Три стены фотографического ателье были украшены по-разному. Слева от входа прибит восточный ковер, а под ним стоит кадка с фикусом. Это угол для семейных портретов. Напротив – белый круглый столик с двумя тонконогими стульями, для снимков влюбленных парочек. Поставишь вазу с букетом или бутылку «Вдовы Клико» – это уж как клиентам больше понравится, – сразу появляется романтическое настроение. Витрина с прекрасным прежде видом на фасад гостиницы тоже служила фоном для фотографий «Привет из Москвы». А на стене напротив входной двери фотограф повесил большой портрет императора. Ничего более. Можно поставить стул или кресло, чтобы сидеть в задумчивости, солидно размышляя о судьбе России-матушки. Но чиновники в мундире сидеть в присутствии царя, пусть и нарисованного, робели. Они становились рядом по стойке смирно, чуть выкатывая глаза, что, видимо, по их мнению, подчеркивало готовность сию же минуту жизнь отдать за государя. В таком виде и фотографировались.

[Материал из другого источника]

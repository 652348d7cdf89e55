//! Style-document building blocks for strata.
//!
//! * [`fragment`]: the per-layer [`StyleFragment`] and its type discriminants.
//! * [`json`]: explicit path helpers over untyped style JSON.
//! * [`colour`] and [`geo`]: value types shared by capability views.
//! * [`interfaced`]: derived colour/opacity/zoom/bounds views and their cache.
//! * [`merge`]: folds render-ordered fragments into one style document.

pub mod colour;
pub mod fragment;
pub mod geo;
pub mod interfaced;
pub mod json;
pub mod merge;

pub use colour::Rgba;
pub use fragment::{LayerKind, STYLE_VERSION, SourceKind, StyleFragment, layer_id};
pub use geo::{BoundingBox, LngLat};
pub use interfaced::{
	CacheStats, CapabilityCache, GeoData, InterfacedLayer, InterfacedSource, LayerCapabilities,
	SourceCapabilities,
};
pub use json::PathError;
pub use merge::{MergeOptions, merge};
//! Path-based access into untyped style JSON.
//!
//! Style fragments keep sources and layers as [`serde_json::Value`] trees so
//! renderer-specific properties survive untouched. These helpers are the only
//! way the rest of the workspace reaches into them: lookups return `Option`,
//! writes return `Result`, and nothing relies on dynamic member access.

use std::hash::{Hash, Hasher};

use rustc_hash::FxHasher;
use serde_json::{Map, Value};

/// Failure to write through a JSON path.
#[derive(Debug, Clone, PartialEq, Eq, thiserror::Error)]
pub enum PathError {
	#[error("empty JSON path")]
	Empty,
	#[error("cannot descend into {segment:?} of {path:?}: parent is not an object")]
	NotAnObject { path: String, segment: String },
}

/// Looks up the value at `path`, descending through objects only.
pub fn get<'a>(value: &'a Value, path: &[&str]) -> Option<&'a Value> {
	path.iter().try_fold(value, |node, key| node.as_object()?.get(*key))
}

/// Mutable variant of [`get`].
pub fn get_mut<'a>(value: &'a mut Value, path: &[&str]) -> Option<&'a mut Value> {
	path.iter().try_fold(value, |node, key| node.as_object_mut()?.get_mut(*key))
}

pub fn get_str<'a>(value: &'a Value, path: &[&str]) -> Option<&'a str> {
	get(value, path)?.as_str()
}

pub fn get_f64(value: &Value, path: &[&str]) -> Option<f64> {
	get(value, path)?.as_f64()
}

/// Writes `new` at `path`, creating intermediate objects as needed.
///
/// Returns the value previously stored at `path`, if any.
pub fn set(value: &mut Value, path: &[&str], new: Value) -> Result<Option<Value>, PathError> {
	let (last, parents) = path.split_last().ok_or(PathError::Empty)?;
	let mut node = value;
	for (depth, key) in parents.iter().enumerate() {
		node = match node {
			Value::Object(map) => map.entry(*key).or_insert_with(|| Value::Object(Map::new())),
			_ => return Err(not_an_object(path, depth)),
		};
	}
	match node {
		Value::Object(map) => Ok(map.insert((*last).to_owned(), new)),
		_ => Err(not_an_object(path, parents.len())),
	}
}

fn not_an_object(path: &[&str], depth: usize) -> PathError {
	PathError::NotAnObject {
		path: path.join("."),
		segment: path[depth].to_owned(),
	}
}

/// Structural hash of a JSON tree.
///
/// Object keys are hashed in stored order, so two objects that differ only in
/// key order hash differently. That only costs a cache miss.
pub fn content_hash(value: &Value) -> u64 {
	let mut hasher = FxHasher::default();
	hash_value(value, &mut hasher);
	hasher.finish()
}

fn hash_value<H: Hasher>(value: &Value, state: &mut H) {
	match value {
		Value::Null => state.write_u8(0),
		Value::Bool(b) => {
			state.write_u8(1);
			b.hash(state);
		}
		Value::Number(n) => {
			state.write_u8(2);
			n.hash(state);
		}
		Value::String(s) => {
			state.write_u8(3);
			s.hash(state);
		}
		Value::Array(items) => {
			state.write_u8(4);
			state.write_usize(items.len());
			for item in items {
				hash_value(item, state);
			}
		}
		Value::Object(map) => {
			state.write_u8(5);
			state.write_usize(map.len());
			for (key, item) in map {
				key.hash(state);
				hash_value(item, state);
			}
		}
	}
}
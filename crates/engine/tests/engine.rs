//! End-to-end behaviour of the layer engine through its public API.

use std::sync::{Arc, Mutex};

use pretty_assertions::assert_eq;
use serde_json::json;
use strata_engine::{
	AcceptMethods, EngineConfig, EngineEvent, LayerDefinitionTransport, LayerEngine, LayerMetadata, MemoryStore,
	RecomputeMode,
};

fn definitions() -> Vec<LayerDefinitionTransport> {
	serde_json::from_value(json!([
		{
			"metadata": { "id": "osm", "name": "OpenStreetMap", "group": "base" },
			"user": { "groupIndex": 0 },
			"style": {
				"version": 8,
				"sources": {
					"osm": { "type": "raster", "tiles": ["https://tile.example/{z}/{x}/{y}.png"], "tileSize": 256 },
					"shared": { "type": "vector", "url": "https://tiles.example/base.json" }
				},
				"layers": [
					{ "id": "osm", "type": "raster", "source": "osm" },
					{ "id": "osm-labels", "type": "symbol", "source": "shared", "layout": { "text-field": "{name}" } }
				],
				"glyphs": "https://fonts.example/base/{fontstack}/{range}.pbf"
			}
		},
		{
			"metadata": { "id": "hike", "name": "Hiking", "group": "overlay" },
			"style": {
				"version": 8,
				"sources": { "shared": { "type": "vector", "url": "https://tiles.example/hike.json" } },
				"layers": [
					{ "id": "hike-paths", "type": "line", "source": "shared", "paint": { "line-color": "#c03" } }
				],
				"glyphs": "https://fonts.example/hike/{fontstack}/{range}.pbf"
			}
		}
	]))
	.unwrap()
}

fn show_all(engine: &mut LayerEngine<MemoryStore>) {
	engine.show("osm").unwrap();
	engine.show("hike").unwrap();
}

#[tokio::test(flavor = "multi_thread", worker_threads = 2)]
async fn background_recompute_publishes_on_apply() {
	let mut engine = LayerEngine::open(MemoryStore::new(), EngineConfig::default()).unwrap();
	let published = Arc::new(Mutex::new(Vec::new()));
	let sink = Arc::clone(&published);
	engine.subscribe(move |event| {
		if let EngineEvent::SnapshotChanged(snapshot) = event {
			sink.lock().unwrap().push(snapshot.version);
		}
	});

	let batch = engine.accept_batch(definitions(), &AcceptMethods::default()).unwrap();
	assert_eq!(batch.added().len(), 2);
	show_all(&mut engine);

	// Nothing is visible to readers until the results are applied.
	let reader = engine.snapshot_reader();
	assert_eq!(reader.load().version, 0);

	let snapshot = engine.settle().await.unwrap();
	assert_eq!(snapshot.version, 3);
	assert_eq!(snapshot.sorted_ids(), vec!["hike", "osm"]);
	assert_eq!(reader.load().version, 3);
	assert_eq!(*published.lock().unwrap(), vec![3]);
}

#[tokio::test(flavor = "multi_thread", worker_threads = 2)]
async fn stale_generations_are_dropped() {
	let mut engine = LayerEngine::open(MemoryStore::new(), EngineConfig::default()).unwrap();
	engine.accept_batch(definitions(), &AcceptMethods::default()).unwrap();
	let newest = engine.request_recompute();
	newest.await.unwrap();
	assert_eq!(engine.apply_pending().map(|s| s.version), Some(2));

	let inline = engine.recompute_now();
	assert_eq!(inline.version, 3);
	engine.settle().await;
	assert_eq!(engine.snapshot().version, 3);
	assert_eq!(engine.apply_pending().map(|s| s.version), None);
}

#[tokio::test(flavor = "multi_thread", worker_threads = 2)]
async fn merged_document_is_deterministic() {
	let mut outputs = Vec::new();
	for _ in 0..2 {
		let mut engine = LayerEngine::open(MemoryStore::new(), EngineConfig::default()).unwrap();
		engine.accept_batch(definitions(), &AcceptMethods::default()).unwrap();
		show_all(&mut engine);
		let snapshot = engine.settle().await.unwrap();
		outputs.push(serde_json::to_vec(&snapshot.style).unwrap());
	}
	assert_eq!(outputs[0], outputs[1]);

	let merged: serde_json::Value = serde_json::from_slice(&outputs[0]).unwrap();
	// Top layer wins the shared source; the bottom layer keeps its glyphs.
	assert_eq!(merged["sources"]["shared"]["url"], json!("https://tiles.example/hike.json"));
	assert_eq!(merged["glyphs"], json!("https://fonts.example/base/{fontstack}/{range}.pbf"));
	let ids: Vec<_> = merged["layers"]
		.as_array()
		.unwrap()
		.iter()
		.map(|layer| layer["id"].as_str().unwrap())
		.collect();
	assert_eq!(ids, vec!["osm", "hike-paths", "osm-labels"]);
}

#[test]
fn single_import_is_revealed_and_persisted_once() {
	let mut engine = LayerEngine::open(MemoryStore::new(), EngineConfig::default())
		.unwrap()
		.with_recompute_mode(RecomputeMode::Inline);
	let bytes = serde_json::to_vec(&json!({
		"type": "Feature",
		"properties": { "name": "Summit" },
		"geometry": { "type": "Point", "coordinates": [7.65, 45.97] }
	}))
	.unwrap();

	let batch = engine.import(&bytes, Some("https://example.org/summit.geojson")).unwrap();
	let added = batch.added()[0];
	assert_eq!(added.name(), "summit");
	assert!(engine.layer(added.id()).unwrap().visible);
	assert_eq!(engine.store().save_count(), 1);
	assert_eq!(engine.snapshot().layers.len(), 1);
}

#[test]
fn exported_definition_reimports_as_update() {
	let mut engine = LayerEngine::open(MemoryStore::new(), EngineConfig::default())
		.unwrap()
		.with_recompute_mode(RecomputeMode::Inline);
	engine
		.add(LayerMetadata::new("mine", "Mine", "other"), Default::default())
		.unwrap();
	let exported = engine.export("mine").unwrap().to_json().unwrap();

	let batch = engine.import(exported.as_bytes(), None).unwrap();
	assert_eq!(batch.updated().len(), 1);
	assert_eq!(engine.layers().len(), 1);
}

В дальнем углу сыщик обнаружил проход во внутренние комнаты. Их было три. Кухонька, совсем крохотная, в ней помещался лишь самовар, несколько стаканов и надкушенный тульский пряник. Стульев не видно. Мармеладов решил, что фотограф притаскивает те, тонконогие, из фотоателье. Хотя здесь и один-то впихнуть вряд ли получится. Должно быть, хозяин стоя обедает. Дальше – спальня. Кровать у стены, комод с бельем, на нем кувшин для умывания, – ничего примечательного. Мармеладов поспешил в третью, самую просторную комнату, где Дьяконов оборудовал свой кабинет.